132 – 5 Habits of an Extraordinary Reliability Engineer with Peter Horsburgh

5 Habits of an Extraordinary Reliability Engineer with Peter Horsburgh

As a reliability engineer, you have to come in contact with failures that repeat over and over again. Sometimes you can’t find the best solution to solve a problem because there are other people involved in the issue as well. It might be due to the lack of communication because reliability engineers are not always good at people skills. There are various other fields that a reliability engineer might not be good at. So, there are many reasons a solution can’t be implemented right or doesn’t get you the desired results. That’s why Peter Horsburgh has written a book titled as “5 Habits of an Extraordinary Reliability Engineer.”

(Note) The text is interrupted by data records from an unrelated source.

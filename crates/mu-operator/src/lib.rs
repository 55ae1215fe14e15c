// SPDX-License-Identifier: MIT OR Apache-2.0
//! mu-operator
#![deny(unsafe_code)]
//!
//! The operator seam: the LLM-backed session that turns conversational
//! messages into either a reply or a resolved command. The backend itself is
//! an external collaborator; this crate owns the `run_turn` contract, the
//! conversation→session registry (with eviction TTL), the turn audit
//! journal, and the session-flash store.

pub mod flash;

pub use flash::{FlashAck, SessionFlash, SessionFlashFilter, SessionFlashStore};

use async_trait::async_trait;
use mu_core::envelope::InboundEnvelope;
use mu_core::{Clock, IdGen};
use mu_identity::IdentityBinding;
use mu_journal::{JournalError, JsonlJournal};
use serde::{Deserialize, Serialize};
use std::collections::HashMap;
use std::path::PathBuf;
use thiserror::Error;
use tracing::debug;

// ---------------------------------------------------------------------------
// Backend seam
// ---------------------------------------------------------------------------

/// A command intent produced by the operator.
#[derive(Debug, Clone, PartialEq, Eq, Serialize, Deserialize)]
pub struct OperatorCommand {
    /// Allowlist command kind.
    pub kind: String,
    /// Positional arguments.
    #[serde(default)]
    pub args: Vec<String>,
}

/// Result of one operator turn.
#[derive(Debug, Clone, PartialEq, Eq, Serialize, Deserialize)]
#[serde(tag = "kind", rename_all = "snake_case")]
pub enum TurnResult {
    /// Conversational reply; no command to execute.
    Respond {
        /// Reply body.
        message: String,
    },
    /// A resolved command for the pipeline to execute.
    Command {
        /// The command.
        command: OperatorCommand,
    },
}

/// One turn's input.
#[derive(Debug, Clone)]
pub struct TurnRequest<'a> {
    /// Session handling this conversation.
    pub session_id: &'a str,
    /// Fresh turn id.
    pub turn_id: &'a str,
    /// The inbound message.
    pub inbound: &'a InboundEnvelope,
    /// The acting binding.
    pub binding: &'a IdentityBinding,
}

/// Backend failure; the pipeline maps this to a `failed` lifecycle entry.
#[derive(Debug, Error)]
#[error("operator backend error: {0}")]
pub struct OperatorError(pub String);

/// The LLM-backed operator session (external collaborator).
#[async_trait]
pub trait OperatorBackend: Send + Sync {
    /// Run one turn to completion.
    async fn run_turn(&self, req: TurnRequest<'_>) -> Result<TurnResult, OperatorError>;
}

// ---------------------------------------------------------------------------
// Session registry
// ---------------------------------------------------------------------------

#[derive(Debug, Clone, Serialize, Deserialize)]
struct SessionSlot {
    session_id: String,
    last_used_ms: u64,
}

/// Maps conversation keys to operator sessions, evicting idle sessions after
/// a single configurable TTL. Optionally snapshots the map to
/// `operator_conversations.json` so session affinity survives a restart.
#[derive(Debug)]
pub struct SessionRegistry {
    ttl_ms: u64,
    slots: HashMap<String, SessionSlot>,
    snapshot_path: Option<std::path::PathBuf>,
}

impl SessionRegistry {
    /// Create an in-memory registry with the given idle TTL.
    pub fn new(ttl_ms: u64) -> Self {
        Self {
            ttl_ms,
            slots: HashMap::new(),
            snapshot_path: None,
        }
    }

    /// Create a registry backed by a JSON snapshot file; a missing or
    /// unreadable snapshot starts empty.
    pub fn open(path: impl Into<std::path::PathBuf>, ttl_ms: u64) -> Self {
        let path = path.into();
        let slots = std::fs::read(&path)
            .ok()
            .and_then(|bytes| serde_json::from_slice(&bytes).ok())
            .unwrap_or_default();
        Self {
            ttl_ms,
            slots,
            snapshot_path: Some(path),
        }
    }

    fn persist(&self) {
        let Some(path) = &self.snapshot_path else {
            return;
        };
        if let Some(parent) = path.parent() {
            let _ = std::fs::create_dir_all(parent);
        }
        match serde_json::to_vec_pretty(&self.slots) {
            Ok(bytes) => {
                if let Err(e) = std::fs::write(path, bytes) {
                    debug!(target: "mu.operator.sessions", error = %e, "session snapshot write failed");
                }
            }
            Err(e) => {
                debug!(target: "mu.operator.sessions", error = %e, "session snapshot encode failed");
            }
        }
    }

    /// Session id for a conversation, creating (or rotating an idle) session
    /// as needed. Stable across calls within the TTL.
    pub fn session_for(
        &mut self,
        conversation_key: &str,
        ids: &dyn IdGen,
        clock: &dyn Clock,
    ) -> String {
        let now = clock.now_ms();
        let fresh = match self.slots.get(conversation_key) {
            Some(slot) if now.saturating_sub(slot.last_used_ms) < self.ttl_ms => {
                let id = slot.session_id.clone();
                self.slots.insert(
                    conversation_key.to_string(),
                    SessionSlot {
                        session_id: id.clone(),
                        last_used_ms: now,
                    },
                );
                self.persist();
                return id;
            }
            _ => ids.next_id("sess"),
        };
        debug!(
            target: "mu.operator.sessions",
            conversation_key,
            session_id = %fresh,
            "session created"
        );
        self.slots.insert(
            conversation_key.to_string(),
            SessionSlot {
                session_id: fresh.clone(),
                last_used_ms: now,
            },
        );
        self.persist();
        fresh
    }

    /// Drop sessions idle past the TTL. Returns how many were evicted.
    pub fn evict_idle(&mut self, now_ms: u64) -> usize {
        let ttl = self.ttl_ms;
        let before = self.slots.len();
        self.slots
            .retain(|_, slot| now_ms.saturating_sub(slot.last_used_ms) < ttl);
        let evicted = before - self.slots.len();
        if evicted > 0 {
            self.persist();
        }
        evicted
    }

    /// Live session count.
    pub fn len(&self) -> usize {
        self.slots.len()
    }

    /// Whether no sessions are live.
    pub fn is_empty(&self) -> bool {
        self.slots.is_empty()
    }
}

// ---------------------------------------------------------------------------
// Turn audit journal
// ---------------------------------------------------------------------------

/// One audited operator turn.
#[derive(Debug, Clone, Serialize, Deserialize)]
pub struct TurnAuditRow {
    /// Turn id.
    pub turn_id: String,
    /// Session id.
    pub session_id: String,
    /// Command the turn belongs to.
    pub command_id: String,
    /// Inbound text handed to the backend.
    pub input_text: String,
    /// What the backend returned.
    pub result: TurnResult,
    /// When the turn finished.
    pub at_ms: u64,
}

/// Append-only audit of every `run_turn` call.
#[derive(Debug)]
pub struct TurnAudit {
    journal: JsonlJournal,
}

impl TurnAudit {
    /// Open the audit journal at `path`.
    pub fn open(path: impl Into<PathBuf>) -> Self {
        Self {
            journal: JsonlJournal::new(path),
        }
    }

    /// Record one finished turn.
    pub fn record(&mut self, row: &TurnAuditRow) -> Result<(), JournalError> {
        self.journal.append(row)
    }

    /// Replay all recorded turns.
    pub fn load(&self) -> Result<Vec<TurnAuditRow>, JournalError> {
        self.journal.load()
    }
}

In this episode, we covered:

  • What Extraordinary Reliability Engineer(RE) is
  • The 5 Habits of an Extraordinary RE
  • How to identify consequences (safety, environmental, operational, and non-operational)
  • The best practice for engineers to provide the best resolution

These habits can really help you be successful in your daily routine in the organization or while working in a plant that suffers from failures. Before you learn about the habits you need to follow, you should know the habits not to practice. These are doing opposite of what you are supposed to do. The habits that you need to actually practice are; identify problems, understand problems, ask questions, decide with data, and facilitate to implement. To explain these in detail, you need to know what the problems are. It might be the case that you don’t even know the real issues that a plant or facility might be going under.

Most of the organizations don’t think a problem is significant enough to deal with at times. Then, those same problems get big with time and appear at the moments when you are not prepared to solve them or it took you by surprise. Good reliability engineers identify the problems in their initial stages and proactively mitigate them before they cost you money and time. Then the engineers need to really understand the problems. You can’t expect the implemented solution to work unless you have thoroughly studied the problem at hand.

It happens sometimes that engineers treat certain problems casually because they don’t realize how serious they can get with time. A good reliability engineer always takes issues seriously and come up with the most effective solutions to resolve it. Another problem that engineers face is the difficulty to bring change in the practices in the facilities. Many organizations practice the same procedures, processes, and policies that they did years ago. That happens because no one was asking questions all this time. Then those old practices stop working altogether because no one knows how to deal with advanced issues.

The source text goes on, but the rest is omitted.